Thoughts About Self-Sacrifice On Remembrance Day
Amidst the well-deserved recognition of war heroism among men, I’ve always had an irritation like a sand grain in my eye. Small in one sense, and yet overwhelming.
Consider, for instance, this headline last week: Virtual schooling has largely forced moms, not dads, to quit work. It will hurt the economy for years.
Why? Why has it forced mothers to quit paying work more than fathers? Yes, there’s more social humiliation for men in not having paying work. But the single biggest reason is women’s unwillingness to see their children suffer. Women pay any price to avoid that, including the destruction of their own futures.
Fathers also self-sacrifice, of course, but the threshold for most men is a higher level of suffering in their kids, judging by the points at which they take action.
The sand grain I contend with is that when men sacrifice they get a great deal of remembrance and recognition and statuary. Women get taken for granted.

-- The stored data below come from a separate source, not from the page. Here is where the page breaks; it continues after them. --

//! Source-specific intermediate representation
//!
//! Every reader produces `RawConversation`s; only the paired normalizer
//! consumes them. Nothing here is persisted — raw structures are rebuilt
//! from disk on every extraction pass.

/// One session as parsed from a source, before normalization.
#[derive(Debug, Clone, Default)]
pub struct RawConversation {
    /// Source-native session identifier
    pub session_id: String,
    pub title: Option<String>,
    /// Working directory / workspace path as recorded by the tool
    pub workspace_path: Option<String>,
    pub git_branch: Option<String>,
    pub model: Option<String>,
    /// Interaction mode where the tool distinguishes one (e.g. agent vs chat)
    pub mode: Option<String>,
    /// Source-native timestamps; ISO-normalized later
    pub created_at: Option<RawTimestamp>,
    pub updated_at: Option<RawTimestamp>,
    pub messages: Vec<RawMessage>,
    /// Session-level file list, when the source records one outside messages
    pub files: Vec<RawFile>,
    /// Session-level edits, when the source records them outside messages
    pub file_edits: Vec<RawFileEdit>,
    /// Session-level totals, when the source records them directly
    pub total_input_tokens: Option<u64>,
    pub total_output_tokens: Option<u64>,
    pub total_lines_added: Option<u64>,
    pub total_lines_removed: Option<u64>,
}

/// One message entry as parsed from a source.
#[derive(Debug, Clone, Default)]
pub struct RawMessage {
    /// Stable id within the session: a UUID, a bubble id, or an index
    pub id: String,
    pub role: Role,
    /// Extracted text content, possibly empty
    pub content: String,
    pub timestamp: Option<RawTimestamp>,
    pub tool_calls: Vec<RawToolCall>,
    pub files: Vec<RawFile>,
    pub file_edits: Vec<RawFileEdit>,
    pub input_tokens: Option<u64>,
    pub output_tokens: Option<u64>,
    pub cache_creation_tokens: Option<u64>,
    pub cache_read_tokens: Option<u64>,
    pub lines_added: Option<u64>,
    pub lines_removed: Option<u64>,
    /// Background / sub-agent entry; kept for stat attribution, never
    /// surfaced as a canonical message
    pub is_internal: bool,
}

#[derive(Debug, Clone, Copy, PartialEq, Eq, Default)]
pub enum Role {
    #[default]
    User,
    Assistant,
    System,
}

impl Role {
    pub fn as_str(&self) -> &'static str {
        match self {
            Role::User => "user",
            Role::Assistant => "assistant",
            Role::System => "system",
        }
    }
}

/// A timestamp as the source recorded it.
#[derive(Debug, Clone, PartialEq)]
pub enum RawTimestamp {
    /// RFC 3339 / ISO-8601 style text
    Text(String),
    /// Unix epoch milliseconds
    Millis(i64),
}

#[derive(Debug, Clone)]
pub struct RawToolCall {
    pub call_id: String,
    pub tool_name: String,
    /// Serialized tool input
    pub input: String,
    pub output: Option<String>,
    pub file_path: Option<String>,
}

/// How a file entered the session.
#[derive(Debug, Clone, Copy, PartialEq, Eq)]
pub enum FileRole {
    /// Read/search-oriented tool touched it
    Context,
    /// Write/patch-oriented tool touched it
    Edited,
    /// Referenced without a recognized tool
    Mentioned,
}

impl FileRole {
    pub fn as_str(&self) -> &'static str {
        match self {
            FileRole::Context => "context",
            FileRole::Edited => "edited",
            FileRole::Mentioned => "mentioned",
        }
    }
}

#[derive(Debug, Clone)]
pub struct RawFile {
    pub path: String,
    pub role: FileRole,
}

#[derive(Debug, Clone, Copy, PartialEq, Eq)]
pub enum EditKind {
    Create,
    Modify,
    Delete,
}

impl EditKind {
    pub fn as_str(&self) -> &'static str {
        match self {
            EditKind::Create => "create",
            EditKind::Modify => "modify",
            EditKind::Delete => "delete",
        }
    }
}

#[derive(Debug, Clone)]
pub struct RawFileEdit {
    pub path: String,
    pub kind: EditKind,
    pub lines_added: u64,
    pub lines_removed: u64,
    /// Original line range for structured range edits: [start, end)
    pub range: Option<(u64, u64)>,
    /// Resulting file content, when the tool recorded it
    pub content: Option<String>,
}

/// Lines in a tool payload: empty string is zero lines, anything else is
/// its split-by-newline length, trailing newline or not.
pub fn count_lines(text: &str) -> u64 {
    if text.is_empty() {
        0
    } else {
        text.split('\n').count() as u64
    }
}

/// Classify a file by the tool that touched it. First-seen role wins when
/// the same path recurs, which callers enforce by inserting in order.
pub fn classify_tool(tool_name: &str) -> FileRole {
    let name = tool_name.to_ascii_lowercase();
    const READ_TOOLS: &[&str] = &["read", "list", "ls", "glob", "grep", "search", "cat", "view"];
    const WRITE_TOOLS: &[&str] = &["write", "create", "apply_patch", "applypatch", "edit", "patch"];
    if READ_TOOLS.iter().any(|t| name.contains(t)) {
        FileRole::Context
    } else if WRITE_TOOLS.iter().any(|t| name.contains(t)) {
        FileRole::Edited
    } else {
        FileRole::Mentioned
    }
}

It’s uncommon for women to fight their way through Benavidez levels of sudden injury. (It’s exceedingly uncommon for men too.) But just because it’s not the same kind of pain, it’s a mistake to ignore women’s superhuman endurance of harm. (I’m being polite calling it a mistake. Mostly it looks like intentional ignorance.) And many women fight for their children against huge odds and massive pain for more than months or years on a battlefield. They endure for their whole lives, without support or recognition.
It reminds me of the research showing that in hunter-gatherer societies women provide about 65% of the calories [see Results in pdf], including a similar proportion of the protein calories by consistently trapping small game and fish. But when men lay the occasional wildebeest low, it’s a big deal. The societies are even called hunter-gatherer instead of gatherer-hunter. (Yes, there’s recent research showing that women also hunted big game. That’s not my point. The point is the lack of recognition for women’s larger, continual, and consistent supply of food.)
We need remembrance for the selfless service women provide. We need recognition of its scale. I’d bet it’s probably about two thirds of the glue that holds civilization together. To say nothing of the sacrifices required to produce the actual people without whom a human world can’t exist.